◆ TASK DETAILS ◆
Keep only the lines of the material below that contain the word "PasswordDisplayMode". Copy those lines.

***

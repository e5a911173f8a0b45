use std::net::IpAddr;

use accuweather_core::{
    AirQualityPeriod, AlertHorizon, ApiVariant, ClimoKind, ClimoPeriod, Config, Connection,
    ForecastHorizon, ObservationHorizon,
};
use anyhow::{Context, anyhow, bail};
use chrono::{Month, NaiveDate};
use clap::{ArgAction, Parser, Subcommand, ValueEnum};
use inquire::{CustomUserError, Password, PasswordDisplayMode, Select, Text, validator::Validation};
use serde_json::Value;
use tracing::debug;

use crate::render;

/// Top-level CLI struct.
#[derive(Debug, Parser)]
#[command(name = "accuweather", version, about = "AccuWeather CLI")]
pub struct Cli {
    #[command(subcommand)]
    pub command: Command,

    /// Print the mapped result as JSON instead of text.
    #[arg(long, global = true)]
    pub json: bool,

    /// Log requests and responses to stderr.
    #[arg(short, long, global = true)]
    pub verbose: bool,

    /// API key to use instead of the configured one.
    #[arg(long, global = true)]
    pub api_key: Option<String>,

    /// Talk to the production host instead of the development one.
    #[arg(long, global = true)]
    pub production: bool,
}

#[derive(Debug, Subcommand)]
pub enum Command {
    /// Store the API key and connection defaults.
    Configure,

    #[command(flatten)]
    Query(Query),
}

/// Commands that talk to the API.
#[derive(Debug, Subcommand)]
pub enum Query {
    /// Resolve the location nearest to a coordinate pair.
    Locate {
        #[arg(allow_negative_numbers = true)]
        lat: f64,
        #[arg(allow_negative_numbers = true)]
        lon: f64,
    },

    /// Free-text location search.
    Search {
        query: String,

        /// Two-letter country code to restrict the search to.
        #[arg(long)]
        country: Option<String>,
    },

    /// Look a location up by postcode.
    Postcode { country: String, postcode: String },

    /// Locate an IP address.
    Ip { address: IpAddr },

    /// Look a location up by its key.
    Key { lkey: u64 },

    /// Current conditions for a location key.
    Current {
        lkey: u64,

        /// now, 6h or 24h.
        #[arg(long, default_value = "now")]
        horizon: ObservationHorizon,

        /// Ask for the short payload only.
        #[arg(long = "no-details", action = ArgAction::SetFalse)]
        details: bool,
    },

    /// Hourly or daily forecast for a location key.
    Forecast {
        lkey: u64,

        /// 1h, 12h, 24h, 72h, 120h, 240h, 1d, 5d, 10d, 15d, 25d or 45d.
        #[arg(long, default_value = "5d")]
        horizon: ForecastHorizon,

        /// Ask for the short payload only. Forecast mapping needs the detailed one.
        #[arg(long = "no-details", action = ArgAction::SetFalse)]
        details: bool,

        /// Ask for imperial units.
        #[arg(long)]
        imperial: bool,
    },

    /// Air quality readings for a location key.
    AirQuality {
        lkey: u64,

        #[arg(long)]
        yesterday: bool,
    },

    /// Climatological actuals, records or normals.
    Climo {
        kind: ClimoArg,
        lkey: u64,

        /// Single day, YYYY-MM-DD.
        #[arg(long, conflicts_with_all = ["start", "end"])]
        date: Option<NaiveDate>,

        #[arg(long, requires = "end")]
        start: Option<NaiveDate>,

        #[arg(long, requires = "start")]
        end: Option<NaiveDate>,
    },

    /// Climatological summary of one month.
    Summary {
        lkey: u64,
        year: i32,
        #[arg(value_parser = clap::value_parser!(u8).range(1..=12))]
        month: u8,
    },

    /// Weather alerts for the next days.
    Alerts {
        lkey: u64,

        /// 1, 5, 10, 15 or 25.
        #[arg(long, default_value_t = 1)]
        days: u32,
    },
}

#[derive(Debug, Clone, Copy, ValueEnum)]
pub enum ClimoArg {
    Actuals,
    Records,
    Normals,
}

impl From<ClimoArg> for ClimoKind {
    fn from(arg: ClimoArg) -> Self {
        match arg {
            ClimoArg::Actuals => ClimoKind::Actuals,
            ClimoArg::Records => ClimoKind::Records,
            ClimoArg::Normals => ClimoKind::Normals,
        }
    }
}

impl Cli {
    pub async fn run(self) -> anyhow::Result<()> {
        match self.command {
            Command::Configure => configure(),
            Command::Query(query) => {
                let conn = connect(self.api_key, self.production)?;
                execute(&conn, query, self.json).await
            }
        }
    }
}

fn connect(api_key: Option<String>, production: bool) -> anyhow::Result<Connection> {
    let config = Config::load()?;
    let mut settings = config.connection_config(api_key);
    if production {
        settings.variant = ApiVariant::Production;
    }

    if settings.api_key.is_none() {
        bail!(
            "No API key configured.\n\
             Hint: run `accuweather configure`, set ACCUWEATHER_APIKEY or pass --api-key."
        );
    }

    debug!(variant = ?settings.variant, language = %settings.language, "connecting");
    Ok(Connection::new(settings)?)
}

async fn execute(conn: &Connection, query: Query, json: bool) -> anyhow::Result<()> {
    match query {
        Query::Locate { lat, lon } => {
            let loc = conn.loc_geoposition(lat, lon).await?;
            render::emit(json, &loc, render::location)
        }
        Query::Search { query, country } => {
            let set = conn.loc_string(&query, country.as_deref()).await?;
            render::emit(json, &set, render::location_set)
        }
        Query::Postcode { country, postcode } => {
            let loc = conn.loc_postcode(&country, &postcode).await?;
            render::emit(json, &loc, render::location)
        }
        Query::Ip { address } => {
            let loc = conn.loc_ip(address).await?;
            render::emit(json, &loc, render::location)
        }
        Query::Key { lkey } => {
            let loc = conn.loc_lkey(lkey).await?;
            render::emit(json, &loc, render::location)
        }
        Query::Current {
            lkey,
            horizon,
            details,
        } => {
            let obs = conn
                .current_conditions(lkey.into(), horizon, details)
                .await?;
            render::emit(json, &obs, render::observations)
        }
        Query::Forecast {
            lkey,
            horizon,
            details,
            imperial,
        } => {
            let forecast = conn.forecast(horizon, lkey, details, !imperial).await?;
            render::emit(json, &forecast, render::forecast)
        }
        Query::AirQuality { lkey, yesterday } => {
            let period = if yesterday {
                AirQualityPeriod::Yesterday
            } else {
                AirQualityPeriod::Current
            };
            let aq = conn.air_quality(lkey, period).await?;
            render::emit(json, &aq, render::air_quality)
        }
        Query::Climo {
            kind,
            lkey,
            date,
            start,
            end,
        } => {
            let period = match (date, start, end) {
                (Some(date), _, _) => ClimoPeriod::Date(date),
                (None, Some(start), Some(end)) => ClimoPeriod::range(start, end)?,
                _ => bail!("Pass either --date or both --start and --end."),
            };
            let payload = conn.climo(kind.into(), lkey, period).await?;
            print_raw(&payload)
        }
        Query::Summary { lkey, year, month } => {
            let month = Month::try_from(month)
                .map_err(|_| anyhow!("Invalid month: {month}"))?;
            let payload = conn.climo_month_summary(lkey, year, month).await?;
            print_raw(&payload)
        }
        Query::Alerts { lkey, days } => {
            let horizon = AlertHorizon::try_from(days)?;
            let payload = conn.alerts(lkey, horizon).await?;
            print_raw(&payload)
        }
    }
}

fn print_raw(payload: &Value) -> anyhow::Result<()> {
    println!("{}", serde_json::to_string_pretty(payload)?);
    Ok(())
}

fn configure() -> anyhow::Result<()> {
    let mut config = Config::load()?;

    let api_key = Password::new("AccuWeather API key:")
        .with_display_mode(PasswordDisplayMode::Masked)
        .without_confirmation()
        .with_validator(|key: &str| -> Result<Validation, CustomUserError> {
            Ok(if key.trim().chars().count() == 32 {
                Validation::Valid
            } else {
                Validation::Invalid("API keys are 32 characters long".into())
            })
        })
        .prompt()
        .context("Failed to read API key")?;

    let variant = Select::new("API host:", vec!["development", "production"])
        .prompt()
        .context("Failed to read API host")?;

    let language = Text::new("Language:")
        .with_default(&config.language)
        .with_validator(|lang: &str| -> Result<Validation, CustomUserError> {
            Ok(if lang.chars().count() == 2 {
                Validation::Valid
            } else {
                Validation::Invalid("Use a two-letter language code".into())
            })
        })
        .prompt()
        .context("Failed to read language")?;

    config.api_key = Some(api_key.trim().to_string());
    config.variant = if variant == "production" {
        ApiVariant::Production
    } else {
        ApiVariant::Development
    };
    config.language = language;
    config.save()?;

    println!(
        "Configuration saved to {}",
        Config::config_file_path()?.display()
    );
    Ok(())
}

***

◆ ANSWER TO THE EXERCISE ◆
use inquire::{CustomUserError, Password, PasswordDisplayMode, Select, Text, validator::Validation};
        .with_display_mode(PasswordDisplayMode::Masked)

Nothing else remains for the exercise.